Por: Ángel Oropeza
Lo militar tiene que ver fundamentalmente con la defensa de la soberanía y la integridad territorial de un país. Esta es una función no solo importante para cualquier nación, sino merecedora de toda consideración y respeto. El militarismo, que suena parecido pero no lo es, constituye por el contrario una auténtica perversión social, generadora de repulsión y condena por sus efectos catastróficos sobre cualquier sociedad.
El militarismo es un fenómeno frecuente en países del Tercer Mundo, y es uno de los síntomas típicos del subdesarrollo político de una sociedad. Y esto es así porque en las sociedades modernas, a diferencia de los países más primitivos, nadie discute que las fuerzas militares tienen que estar sometidas al poder civil.
El militarismo tiene dos facetas principales: por un lado, se entiende como la intrusión indebida y abusiva de las fuerzas armadas, o de sus miembros, en la conducción del Estado. Un país preso del militarismo es uno donde la población es convencida de que “lo militar” es la esencia misma del Estado, que la fuerza armada tiene el derecho de tutelar el mundo civil, y por ende entrega a los militares el poder de decidir sobre el destino de los demás. En una palabra, es una corrupción del modo militar de actuar en una sociedad.
La segunda faceta es igualmente perversa, porque supone la imposición a la sociedad de los códigos, lenguaje y formas de comportamiento castrenses, donde estos resultan no solo extraños sino inaplicables. En los cuarteles, la vida está signada por necesarias relaciones jerárquicas de obediencia y mando. Fuera de ellos, en el mundo civil, la convivencia social está caracterizada –y no puede ser de otra manera– por la discrepancia de opiniones y por la heterogeneidad de criterios entre personas iguales. Imponerle entonces los códigos y maneras de actuar y pensar castrenses a esta complejidad social es tan contranatura que solo puede hacerse a través de la represión de unos y la sumisión de otros.
En América Latina, el militarismo se ha expresado en gobiernos de distinto signo ideológico: Trujillo, Batista, Stroessner, Pérez Jiménez, Somoza, Perón, Duvalier, Velasco, Rojas, Torrijos, Castro, Pinochet, son todos ejemplos de esta perversión militarista. Los últimos ejemplos que registra la literatura ocurren en nuestro país, con Chávez y Maduro como lamentables referencias.
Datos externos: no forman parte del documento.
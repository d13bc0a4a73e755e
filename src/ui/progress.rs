//! Spinners for install steps and byte progress for downloads

use super::context::UiContext;
use console::style;
use indicatif::{ProgressBar, ProgressStyle};
use std::time::Duration;

const BAR_TEMPLATE: &str = "  {spinner:.cyan} {prefix}  {bar:24.cyan/dim} {bytes}/{total_bytes} {bytes_per_sec:.dim}";

/// Spinner around one long-running step; plain lines without a terminal
pub struct TaskSpinner {
    fancy: bool,
    active: Option<cliclack::ProgressBar>,
}

impl TaskSpinner {
    pub fn new(ctx: &UiContext) -> Self {
        Self {
            fancy: ctx.use_fancy_output(),
            active: None,
        }
    }

    pub fn start(&mut self, message: &str) {
        if !self.fancy {
            println!("  {} {}", style("...").dim(), message);
            return;
        }
        let spinner = cliclack::spinner();
        spinner.start(message);
        self.active = Some(spinner);
    }

    pub fn stop(&mut self, message: &str) {
        match self.active.take() {
            Some(spinner) => spinner.stop(message),
            None => println!("  {} {}", style("[OK]").green(), message),
        }
    }

    pub fn stop_warn(&mut self, message: &str) {
        match self.active.take() {
            Some(spinner) => spinner.error(message),
            None => println!("  {} {}", style("[WARN]").yellow(), message),
        }
    }
}

/// Byte progress of one download, movable into the blocking task
pub struct DownloadProgress {
    label: String,
    bar: Option<ProgressBar>,
}

impl DownloadProgress {
    pub fn new(ctx: &UiContext, label: &str) -> Self {
        let bar = ctx.use_fancy_output().then(|| {
            let style = ProgressStyle::default_bar()
                .template(BAR_TEMPLATE)
                .unwrap_or_else(|_| ProgressStyle::default_bar())
                .progress_chars("=> ");
            let bar = ProgressBar::new(0).with_style(style).with_prefix(label.to_string());
            bar.enable_steady_tick(Duration::from_millis(120));
            bar
        });
        if bar.is_none() {
            println!("  Downloading {}...", label);
        }
        Self {
            label: label.to_string(),
            bar,
        }
    }

    /// Total size, when the server sends Content-Length
    pub fn set_length(&self, total: u64) {
        if let Some(bar) = &self.bar {
            bar.set_length(total);
        }
    }

    pub fn advance(&self, bytes: u64) {
        if let Some(bar) = &self.bar {
            bar.inc(bytes);
        }
    }

    /// Back to zero before a retry
    pub fn reset(&self) {
        if let Some(bar) = &self.bar {
            bar.set_position(0);
        }
    }

    pub fn finish(&self) {
        match &self.bar {
            Some(bar) => bar.finish_and_clear(),
            None => println!("  {} {}", style("[OK]").green(), self.label),
        }
    }
}

#[cfg(test)]
mod tests {
    use super::*;

    #[test]
    fn plain_spinner() {
        let ctx = UiContext::non_interactive();
        let mut spinner = TaskSpinner::new(&ctx);
        spinner.start("Cloning vcpkg...");
        spinner.stop("Cloning vcpkg");
        spinner.start("Installing GLFW via brew...");
        spinner.stop_warn("Could not install GLFW via brew");
        assert!(spinner.active.is_none());
    }

    #[test]
    fn plain_download_progress() {
        let ctx = UiContext::non_interactive();
        let progress = DownloadProgress::new(&ctx, "ninja-linux.zip");
        assert!(progress.bar.is_none());
        progress.set_length(2048);
        progress.advance(1024);
        progress.reset();
        progress.finish();
    }
}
Esta semana, específicamente el día 24 de marzo, se cumplen 35 años del asesinato de un valiente sacerdote, arzobispo de San Salvador, quien se enfrentó con fuerza esta enfermedad del militarismo: Oscar Arnulfo Romero. A la edad de 62 años, y mientras oficiaba una misa en el Hospital de la Divina Providencia, fue ejecutado por un francotirador al servicio de los violentos de su país. El día anterior a su asesinato, durante la homilía dominical en la Catedral de San Salvador, Romero había lanzado una hermosa y contundente proclama antimilitarista, que hoy sigue resonando en nuestro continente, con una vigencia que nos toca muy de cerca:
“Yo quisiera hacer un llamamiento, de manera especial, a los hombres del Ejército. Y en concreto, a las bases de la Guardia Nacional, de la policía, de los cuarteles: hermanos, son de nuestro mismo pueblo. Matan a sus mismos hermanos. Y ante una orden de matar que dé un hombre, debe prevalecer la ley de Dios que dice: ‘No matar’. Ningún soldado está obligado a obedecer una orden contra la Ley de Dios. Una ley inmoral nadie tiene que cumplirla. Ya es tiempo de que obedezcan antes a su conciencia que a la orden del pecado… En nombre de Dios, pues, y en nombre de este sufrido pueblo, cuyos lamentos suben hasta el cielo cada día más tumultuosos, les suplico, les ruego, les ordeno en nombre de Dios: ¡cese la represión!”.
El 3 de febrero pasado, el papa Francisco autorizó la promulgación del decreto que proclama a monseñor Romero “mártir de la Iglesia”. La ceremonia de beatificación se llevará a cabo en San Salvador el próximo 23 de mayo. El antimilitarismo latinoamericano acaba de llegar a los altares.